▶ ASSIGNMENT: Find the lines in the listing below that include the word "freshly", and report how many there are, with nothing more.

_ _ _ _ _ _ _

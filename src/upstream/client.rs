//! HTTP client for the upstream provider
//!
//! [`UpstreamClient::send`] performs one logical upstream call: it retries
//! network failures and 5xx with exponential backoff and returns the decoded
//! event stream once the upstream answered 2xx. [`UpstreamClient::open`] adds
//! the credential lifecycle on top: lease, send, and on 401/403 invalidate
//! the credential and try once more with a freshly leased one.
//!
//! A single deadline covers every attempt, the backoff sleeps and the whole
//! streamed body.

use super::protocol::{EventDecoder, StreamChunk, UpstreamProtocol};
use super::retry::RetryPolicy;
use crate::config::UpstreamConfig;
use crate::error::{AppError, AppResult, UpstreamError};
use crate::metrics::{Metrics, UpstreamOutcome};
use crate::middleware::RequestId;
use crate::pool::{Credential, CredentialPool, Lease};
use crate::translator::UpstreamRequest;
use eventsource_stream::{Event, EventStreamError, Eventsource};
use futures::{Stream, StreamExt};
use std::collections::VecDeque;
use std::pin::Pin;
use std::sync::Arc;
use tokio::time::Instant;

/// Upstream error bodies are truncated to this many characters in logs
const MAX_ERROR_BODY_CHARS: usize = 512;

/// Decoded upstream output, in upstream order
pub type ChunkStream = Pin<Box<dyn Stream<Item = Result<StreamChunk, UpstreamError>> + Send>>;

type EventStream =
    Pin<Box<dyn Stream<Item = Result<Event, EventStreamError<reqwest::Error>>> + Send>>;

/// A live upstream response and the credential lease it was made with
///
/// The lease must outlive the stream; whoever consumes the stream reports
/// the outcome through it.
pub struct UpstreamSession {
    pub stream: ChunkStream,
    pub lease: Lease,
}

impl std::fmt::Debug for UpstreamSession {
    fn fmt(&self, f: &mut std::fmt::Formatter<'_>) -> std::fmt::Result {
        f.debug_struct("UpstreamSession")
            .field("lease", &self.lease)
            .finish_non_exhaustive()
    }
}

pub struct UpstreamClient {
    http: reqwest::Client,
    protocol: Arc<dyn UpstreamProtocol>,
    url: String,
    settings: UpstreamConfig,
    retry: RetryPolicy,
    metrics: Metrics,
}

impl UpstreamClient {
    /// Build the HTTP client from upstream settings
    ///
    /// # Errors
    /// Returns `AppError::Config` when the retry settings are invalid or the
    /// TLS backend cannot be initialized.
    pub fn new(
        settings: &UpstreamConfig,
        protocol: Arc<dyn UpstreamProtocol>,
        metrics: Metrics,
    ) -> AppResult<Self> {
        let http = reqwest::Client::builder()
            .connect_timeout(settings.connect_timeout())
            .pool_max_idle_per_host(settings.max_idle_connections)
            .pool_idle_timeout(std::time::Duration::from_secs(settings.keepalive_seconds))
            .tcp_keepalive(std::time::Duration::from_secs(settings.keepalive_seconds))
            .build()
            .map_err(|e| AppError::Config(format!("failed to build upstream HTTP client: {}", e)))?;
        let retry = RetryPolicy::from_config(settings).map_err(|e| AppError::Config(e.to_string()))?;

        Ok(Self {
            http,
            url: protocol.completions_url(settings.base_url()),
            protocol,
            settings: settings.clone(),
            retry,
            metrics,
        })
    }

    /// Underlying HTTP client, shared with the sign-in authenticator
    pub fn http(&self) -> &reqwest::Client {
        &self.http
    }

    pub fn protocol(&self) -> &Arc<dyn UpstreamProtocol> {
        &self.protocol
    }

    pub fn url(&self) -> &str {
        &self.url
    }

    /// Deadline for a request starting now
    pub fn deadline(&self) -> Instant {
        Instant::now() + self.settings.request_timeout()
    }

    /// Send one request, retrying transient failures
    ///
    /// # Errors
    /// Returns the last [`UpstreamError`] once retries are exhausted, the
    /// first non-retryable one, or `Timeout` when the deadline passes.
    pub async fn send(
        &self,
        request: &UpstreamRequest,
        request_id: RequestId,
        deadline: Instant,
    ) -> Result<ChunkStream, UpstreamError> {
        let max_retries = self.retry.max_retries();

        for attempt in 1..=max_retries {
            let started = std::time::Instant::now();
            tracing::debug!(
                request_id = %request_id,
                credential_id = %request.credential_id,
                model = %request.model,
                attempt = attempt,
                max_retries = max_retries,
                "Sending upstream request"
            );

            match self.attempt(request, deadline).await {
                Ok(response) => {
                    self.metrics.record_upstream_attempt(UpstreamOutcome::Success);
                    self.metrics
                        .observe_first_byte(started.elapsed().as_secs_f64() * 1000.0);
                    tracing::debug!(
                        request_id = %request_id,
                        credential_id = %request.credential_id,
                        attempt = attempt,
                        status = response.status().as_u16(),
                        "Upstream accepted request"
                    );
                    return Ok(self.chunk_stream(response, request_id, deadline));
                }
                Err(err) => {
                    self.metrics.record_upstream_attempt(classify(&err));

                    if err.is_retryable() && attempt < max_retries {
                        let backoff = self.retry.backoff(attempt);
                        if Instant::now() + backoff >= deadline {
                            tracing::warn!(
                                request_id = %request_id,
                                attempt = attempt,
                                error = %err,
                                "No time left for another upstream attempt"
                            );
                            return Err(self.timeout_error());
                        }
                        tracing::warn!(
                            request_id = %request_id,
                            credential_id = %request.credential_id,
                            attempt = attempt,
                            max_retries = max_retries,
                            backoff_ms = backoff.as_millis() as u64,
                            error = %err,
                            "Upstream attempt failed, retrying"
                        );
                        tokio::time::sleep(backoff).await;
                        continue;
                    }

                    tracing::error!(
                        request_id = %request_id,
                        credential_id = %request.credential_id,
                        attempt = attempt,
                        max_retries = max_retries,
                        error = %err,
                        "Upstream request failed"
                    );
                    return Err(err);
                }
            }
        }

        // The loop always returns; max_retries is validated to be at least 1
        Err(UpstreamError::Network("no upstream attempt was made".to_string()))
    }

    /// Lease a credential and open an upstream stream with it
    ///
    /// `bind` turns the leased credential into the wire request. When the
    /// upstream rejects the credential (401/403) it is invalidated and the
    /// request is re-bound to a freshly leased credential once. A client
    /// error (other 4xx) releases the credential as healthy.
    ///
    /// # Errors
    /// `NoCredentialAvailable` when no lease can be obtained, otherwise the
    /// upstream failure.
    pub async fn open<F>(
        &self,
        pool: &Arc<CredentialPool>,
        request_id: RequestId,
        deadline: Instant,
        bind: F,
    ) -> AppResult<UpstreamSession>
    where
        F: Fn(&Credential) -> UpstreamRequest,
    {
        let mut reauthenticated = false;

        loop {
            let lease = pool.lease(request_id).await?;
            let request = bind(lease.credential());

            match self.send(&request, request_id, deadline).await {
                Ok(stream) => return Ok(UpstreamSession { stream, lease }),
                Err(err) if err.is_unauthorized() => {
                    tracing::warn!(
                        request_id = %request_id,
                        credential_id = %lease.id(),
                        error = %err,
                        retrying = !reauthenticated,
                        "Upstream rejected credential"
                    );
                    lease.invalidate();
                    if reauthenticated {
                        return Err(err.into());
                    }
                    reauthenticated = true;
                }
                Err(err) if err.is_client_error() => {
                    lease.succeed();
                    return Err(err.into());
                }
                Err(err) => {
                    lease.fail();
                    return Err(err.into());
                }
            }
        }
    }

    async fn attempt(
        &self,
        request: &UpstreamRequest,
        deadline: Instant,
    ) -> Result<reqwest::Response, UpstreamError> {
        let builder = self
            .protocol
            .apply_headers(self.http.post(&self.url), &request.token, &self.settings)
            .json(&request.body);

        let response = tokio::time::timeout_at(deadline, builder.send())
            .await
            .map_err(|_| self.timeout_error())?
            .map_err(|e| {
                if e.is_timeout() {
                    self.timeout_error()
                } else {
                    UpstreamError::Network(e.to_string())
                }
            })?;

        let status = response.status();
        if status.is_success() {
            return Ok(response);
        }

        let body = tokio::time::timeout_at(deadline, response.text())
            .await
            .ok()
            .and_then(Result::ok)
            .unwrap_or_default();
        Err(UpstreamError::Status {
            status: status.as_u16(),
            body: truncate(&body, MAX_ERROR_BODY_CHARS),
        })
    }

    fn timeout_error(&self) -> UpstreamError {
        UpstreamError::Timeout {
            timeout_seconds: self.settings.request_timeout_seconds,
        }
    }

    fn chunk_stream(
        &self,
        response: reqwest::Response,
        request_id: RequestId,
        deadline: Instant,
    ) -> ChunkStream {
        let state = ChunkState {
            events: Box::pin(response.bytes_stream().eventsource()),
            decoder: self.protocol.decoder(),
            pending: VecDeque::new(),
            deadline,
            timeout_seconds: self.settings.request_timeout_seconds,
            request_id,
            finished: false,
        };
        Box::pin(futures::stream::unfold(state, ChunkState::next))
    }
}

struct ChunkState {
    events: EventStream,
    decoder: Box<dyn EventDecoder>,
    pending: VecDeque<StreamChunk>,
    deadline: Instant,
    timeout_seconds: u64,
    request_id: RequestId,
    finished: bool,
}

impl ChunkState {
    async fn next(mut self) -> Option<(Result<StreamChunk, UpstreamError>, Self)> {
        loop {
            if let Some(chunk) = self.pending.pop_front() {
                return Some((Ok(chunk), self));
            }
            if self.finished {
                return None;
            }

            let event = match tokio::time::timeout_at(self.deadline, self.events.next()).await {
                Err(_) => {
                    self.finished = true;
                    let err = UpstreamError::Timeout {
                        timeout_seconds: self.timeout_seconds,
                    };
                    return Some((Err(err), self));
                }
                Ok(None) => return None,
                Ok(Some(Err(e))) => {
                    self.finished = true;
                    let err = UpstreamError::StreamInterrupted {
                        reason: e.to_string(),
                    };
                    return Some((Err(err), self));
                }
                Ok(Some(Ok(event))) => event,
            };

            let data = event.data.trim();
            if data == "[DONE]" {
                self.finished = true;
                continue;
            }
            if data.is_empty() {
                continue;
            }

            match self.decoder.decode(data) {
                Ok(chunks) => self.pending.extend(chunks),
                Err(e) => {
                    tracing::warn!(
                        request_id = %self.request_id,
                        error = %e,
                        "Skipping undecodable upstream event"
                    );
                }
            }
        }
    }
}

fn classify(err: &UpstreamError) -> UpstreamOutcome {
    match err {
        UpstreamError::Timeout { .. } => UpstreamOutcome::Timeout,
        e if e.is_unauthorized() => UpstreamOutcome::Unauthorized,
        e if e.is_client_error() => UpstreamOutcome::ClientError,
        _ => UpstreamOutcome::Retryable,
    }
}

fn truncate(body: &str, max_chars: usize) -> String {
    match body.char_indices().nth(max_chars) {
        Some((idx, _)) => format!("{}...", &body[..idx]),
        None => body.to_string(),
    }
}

_ _ _ _ _ _ _

▶ WRITTEN SOLUTION: 2